Using GUIDs as Primary Keys, or not

Also known as Globally Unique Identifiers, GUID values consist of a string of alphanumeric values which in principle should be unique across all machines of the network. GUID values are stored in a database table using the uniqueidentifier (Transact-SQL) data type and requires 16 bytes of storage space per row. Values can be generated using the NEWID (Transact-SQL) or the NEWSEQUENTIALID() (Transact-SQL) SQL Server functions. The latter is available in SQL Server 2005 and later versions.

The fact that GUID values have a very high degree of uniqueness makes this data type an attractive candidate for developers. In fact I have sometimes come across tables where the PRIMARY KEY Constraints is defined as a GUID value. A number of problems are associated with this approach, some of which are listed below:

1. Storage space

Storage is cheap, right? Considering a table of 10 million rows and with 100,000 rows inserted daily we can calculate the storage requirements for the GUID values in this table.

Initial number of rows: 10,000,000 Daily increase: 100,000

Data type	Upper limit	Size (bytes)	Initial Size (MB)	Daily Size (MB)
INT	2 billion +	4	39,063	391
BIGINT	9 trillion +	8	78,125	781
GUID	(unlimited)	16	156,250	1,563

Considering the above requirements and figures, using a uniqueidentifier data type will require over 1.5GB of storage space daily.

2. Effect of random values on PRIMARY KEY constraints

By default, when defining a PRIMARY KEY constraint, SQL Server will automatically create a UNIQUE CLUSTERED index on the column. This type of index determines how the actual data is physically stored on disk and in which order (the default is ASCending). When a new row is inserted in the table, the storage engine will place the row in the proper (ordered) position depending on the key column.

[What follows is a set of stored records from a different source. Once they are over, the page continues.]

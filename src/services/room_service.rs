//! Room lifecycle: creation with materialized answer arrangements, joining,
//! leaving, and the host/player state projections.

use std::{sync::Arc, time::SystemTime};

use rand::Rng;
use tracing::{info, warn};
use uuid::Uuid;

use crate::{
    config::{ROOM_CODE_ALPHABET, ROOM_CODE_LENGTH},
    dao::{
        models::{
            GameQuestionEntity, GameRoomEntity, PlayerEntity, QuestionEntity, RoomStatus,
        },
        room_store::RoomStore,
    },
    dto::{
        game::{CreateRoomRequest, PlayerSummary, RoomStateResponse},
        play::{JoinRoomRequest, JoinRoomResponse, PlayerQuestionView, PlayerStateResponse},
    },
    error::ServiceError,
    services::game_events,
    state::{SharedState, arrangement::Arrangement, wildcard::WildcardSlate},
};

const MAX_CODE_ATTEMPTS: u32 = 8;

/// Open a room for a questionnaire, or return the questionnaire's existing
/// waiting room so a double-click on "host" never spawns twins.
pub async fn create_room(
    state: &SharedState,
    request: CreateRoomRequest,
) -> Result<RoomStateResponse, ServiceError> {
    let store = state.require_room_store().await?;

    reap_stale_rooms(state, &store).await;

    let Some(questionnaire) = store.find_questionnaire(request.questionnaire_id).await? else {
        return Err(ServiceError::NotFound(format!(
            "questionnaire `{}` not found",
            request.questionnaire_id
        )));
    };
    let questions = store.list_questions(questionnaire.id).await?;
    if questions.is_empty() {
        return Err(ServiceError::InvalidInput(
            "questionnaire has no questions".into(),
        ));
    }

    if let Some(existing) = store.find_waiting_room_for(questionnaire.id).await? {
        let players = store.list_players(existing.id).await?;
        return Ok(RoomStateResponse {
            room: existing.into(),
            players: players.into_iter().map(Into::into).collect(),
            current_question: None,
        });
    }

    let code = allocate_code(&store).await?;
    let now = SystemTime::now();
    let room = GameRoomEntity {
        id: Uuid::new_v4(),
        questionnaire_id: questionnaire.id,
        code,
        status: RoomStatus::Waiting,
        current_phase: crate::state::phase::GamePhase::Hidden,
        current_question_id: None,
        scored_question_ids: Vec::new(),
        version: 0,
        created_at: now,
        updated_at: now,
    };

    let arrangements = materialize_questions(room.id, &questions);

    store.insert_room(room.clone()).await?;
    if let Err(err) = store.insert_game_questions(arrangements).await {
        // Roll the half-created room back so the code is not burned.
        if let Err(cleanup_err) = store.delete_room(room.id).await {
            warn!(room_id = %room.id, error = %cleanup_err, "failed to clean up half-created room");
        }
        return Err(err.into());
    }

    Ok(RoomStateResponse {
        room: room.into(),
        players: Vec::new(),
        current_question: None,
    })
}

/// Full host view of a room: entity, players in join order, and the current
/// question with its answer key.
pub async fn room_state(
    state: &SharedState,
    room_id: Uuid,
) -> Result<RoomStateResponse, ServiceError> {
    let store = state.require_room_store().await?;
    let room = require_room(&store, room_id).await?;
    let players = store.list_players(room.id).await?;
    let current_question = current_arrangement(&store, &room)
        .await?
        .map(|(question, arrangement)| (&question, &arrangement).into());

    Ok(RoomStateResponse {
        room: room.into(),
        players: players.into_iter().map(Into::into).collect(),
        current_question,
    })
}

/// Enter a waiting room by join code.
pub async fn join_room(
    state: &SharedState,
    request: JoinRoomRequest,
) -> Result<JoinRoomResponse, ServiceError> {
    let store = state.require_room_store().await?;

    let Some(room) = store.find_room_by_code(request.code.clone()).await? else {
        return Err(ServiceError::NotFound(format!(
            "no room found for code `{}`",
            request.code
        )));
    };

    if room.status != RoomStatus::Waiting {
        return Err(ServiceError::InvalidState(
            "the game has already started".into(),
        ));
    }

    let name = request.name.trim().to_owned();
    if store
        .find_player_by_name(room.id, name.clone())
        .await?
        .is_some()
    {
        return Err(ServiceError::Conflict(format!(
            "name `{name}` is already taken in this room"
        )));
    }

    let player = PlayerEntity {
        id: Uuid::new_v4(),
        game_room_id: room.id,
        name,
        score: 0,
        current_answer: None,
        session_token: Uuid::new_v4().simple().to_string(),
        wildcards: WildcardSlate::default(),
        created_at: SystemTime::now(),
    };
    store.insert_player(player.clone()).await?;

    let session_token = player.session_token.clone();
    let summary: PlayerSummary = player.into();
    game_events::broadcast_player_joined(state, room.id, summary.clone());

    Ok(JoinRoomResponse {
        room: room.into(),
        player: summary,
        session_token,
    })
}

/// Remove a player from their room.
pub async fn leave_room(
    state: &SharedState,
    player_id: Uuid,
    session_token: &str,
) -> Result<(), ServiceError> {
    let store = state.require_room_store().await?;
    let player = require_player(&store, player_id).await?;
    authorize_player(&player, session_token)?;

    store.delete_player(player.id).await?;
    game_events::broadcast_player_left(state, player.game_room_id, player.id);

    Ok(())
}

/// State a player polls after every event signal: own record plus the
/// phase-filtered question projection.
pub async fn player_state(
    state: &SharedState,
    player_id: Uuid,
    session_token: &str,
) -> Result<PlayerStateResponse, ServiceError> {
    let store = state.require_room_store().await?;
    let player = require_player(&store, player_id).await?;
    authorize_player(&player, session_token)?;
    let room = require_room(&store, player.game_room_id).await?;

    let question = current_arrangement(&store, &room)
        .await?
        .map(|(question, arrangement)| {
            PlayerQuestionView::project(&question, &arrangement, room.current_phase)
        });

    Ok(PlayerStateResponse {
        room: room.into(),
        player: player.into(),
        question,
    })
}

/// Verify that the supplied session token owns the player record.
pub fn authorize_player(player: &PlayerEntity, session_token: &str) -> Result<(), ServiceError> {
    if player.session_token != session_token {
        return Err(ServiceError::Unauthorized("invalid session token".into()));
    }
    Ok(())
}

/// Fetch a room or produce a not-found error.
pub async fn require_room(
    store: &Arc<dyn RoomStore>,
    room_id: Uuid,
) -> Result<GameRoomEntity, ServiceError> {
    store
        .find_room(room_id)
        .await?
        .ok_or_else(|| ServiceError::NotFound(format!("room `{room_id}` not found")))
}

/// Fetch a player or produce a not-found error.
pub async fn require_player(
    store: &Arc<dyn RoomStore>,
    player_id: Uuid,
) -> Result<PlayerEntity, ServiceError> {
    store
        .find_player(player_id)
        .await?
        .ok_or_else(|| ServiceError::NotFound(format!("player `{player_id}` not found")))
}

/// Load the canonical question and arrangement currently on stage.
///
/// A missing arrangement (partial bulk insert, manual data surgery) is
/// rebuilt from the canonical question with a fresh shuffle rather than
/// failing the whole room.
pub async fn current_arrangement(
    store: &Arc<dyn RoomStore>,
    room: &GameRoomEntity,
) -> Result<Option<(QuestionEntity, GameQuestionEntity)>, ServiceError> {
    let Some(question_id) = room.current_question_id else {
        return Ok(None);
    };

    let Some(question) = store.find_question(question_id).await? else {
        return Err(ServiceError::NotFound(format!(
            "question `{question_id}` not found"
        )));
    };

    let arrangement = match store.find_game_question(room.id, question_id).await? {
        Some(existing) => existing,
        None => {
            warn!(room_id = %room.id, question_id = %question_id, "rebuilding missing answer arrangement");
            let rebuilt = materialize_question(room.id, &question);
            store.update_game_question(rebuilt.clone()).await?;
            rebuilt
        }
    };

    Ok(Some((question, arrangement)))
}

/// Shuffle every question of a questionnaire into room-local arrangements.
pub fn materialize_questions(
    room_id: Uuid,
    questions: &[QuestionEntity],
) -> Vec<GameQuestionEntity> {
    questions
        .iter()
        .map(|question| materialize_question(room_id, question))
        .collect()
}

fn materialize_question(room_id: Uuid, question: &QuestionEntity) -> GameQuestionEntity {
    let mut rng = rand::rng();
    let arrangement = Arrangement::materialize(
        &question.correct_answer,
        question.wrong_answers(),
        &mut rng,
    );
    GameQuestionEntity {
        id: Uuid::new_v4(),
        game_room_id: room_id,
        question_id: question.id,
        order_number: question.order_number,
        answers: arrangement.answers,
        correct_letter: arrangement.correct_letter,
    }
}

async fn reap_stale_rooms(state: &SharedState, store: &Arc<dyn RoomStore>) {
    let Some(cutoff) = SystemTime::now().checked_sub(state.config().stale_room_max_age) else {
        return;
    };

    match store.delete_stale_waiting_rooms(cutoff).await {
        Ok(0) => {}
        Ok(removed) => info!(removed, "reaped abandoned waiting rooms"),
        Err(err) => warn!(error = %err, "failed to reap stale rooms"),
    }
}

async fn allocate_code(store: &Arc<dyn RoomStore>) -> Result<String, ServiceError> {
    for _ in 0..MAX_CODE_ATTEMPTS {
        let code = generate_code();
        if store.find_room_by_code(code.clone()).await?.is_none() {
            return Ok(code);
        }
    }

    Err(ServiceError::InvalidState(
        "could not allocate a unique room code".into(),
    ))
}

fn generate_code() -> String {
    let mut rng = rand::rng();
    (0..ROOM_CODE_LENGTH)
        .map(|_| ROOM_CODE_ALPHABET[rng.random_range(0..ROOM_CODE_ALPHABET.len())] as char)
        .collect()
}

In SQL Server, the NEWID function returns a RANDOM value and being RANDOM this will be inserted in the clustered index pages in its appropriate ordered position not at the end as would an INT or BIGINT with the IDENTITY property set. This leads to a considerable performance overhead while inserting due to the increased I/O operations as well as a great degree of index fragmentation, leading to a further performance overhead when searching specific records.

Consider the following example which creates a table which has a UNIQUEIDENTIFIER data type column, inserts five records, then retrieves the data sorted by the different data types.

CREATE TABLE GUIDSampleTable (
    col1    UNIQUEIDENTIFIER NOT NULL DEFAULT NEWID(),
    col2    SMALLINT
);

SET NOCOUNT ON;
DECLARE @cnt smallint;
SET @cnt = 1
WHILE (@cnt <= 5)
BEGIN
    INSERT INTO GUIDSampleTable (col2) VALUES (@cnt);
    SET @cnt = @cnt + 1;
END;

The results for following query are shown below:

SELECT col1, col2 FROM GUIDSampleTable ORDER BY col2 ASC;

Results:

col1	col2
6F09CB51-9EDF-4D85-8787-927C3F8330C5	1
102536CF-5D8B-4E5E-B853-F84C3AD40A4E	2
7176197B-4D3B-4E3E-B0D2-C892B66388CF	3
31716603-5B8B-41C8-897D-259B4E7ABEBC	4
B3FE4FAF-2821-42B3-9B8A-E9B8EA1C24DF	5

Retrieving the rows ordered by the GUID values returns the following:

SELECT col1, col2 FROM GUIDSampleTable ORDER BY col1 ASC;

Results:

col1	col2
31716603-5B8B-41C8-897D-259B4E7ABEBC	4
6F09CB51-9EDF-4D85-8787-927C3F8330C5	1
7176197B-4D3B-4E3E-B0D2-C892B66388CF	3
B3FE4FAF-2821-42B3-9B8A-E9B8EA1C24DF	5
102536CF-5D8B-4E5E-B853-F84C3AD40A4E	2

The above test shows how sorting of GUID values, even for a small table of five records, occurs and also displays to a small degree how table fragmentation would occur. This problem would be mitigated if the client application or website creates the GUID values in an incremental fashion, or if the NEWSEQUENTIALID database function is used instead of NEWID as explained above.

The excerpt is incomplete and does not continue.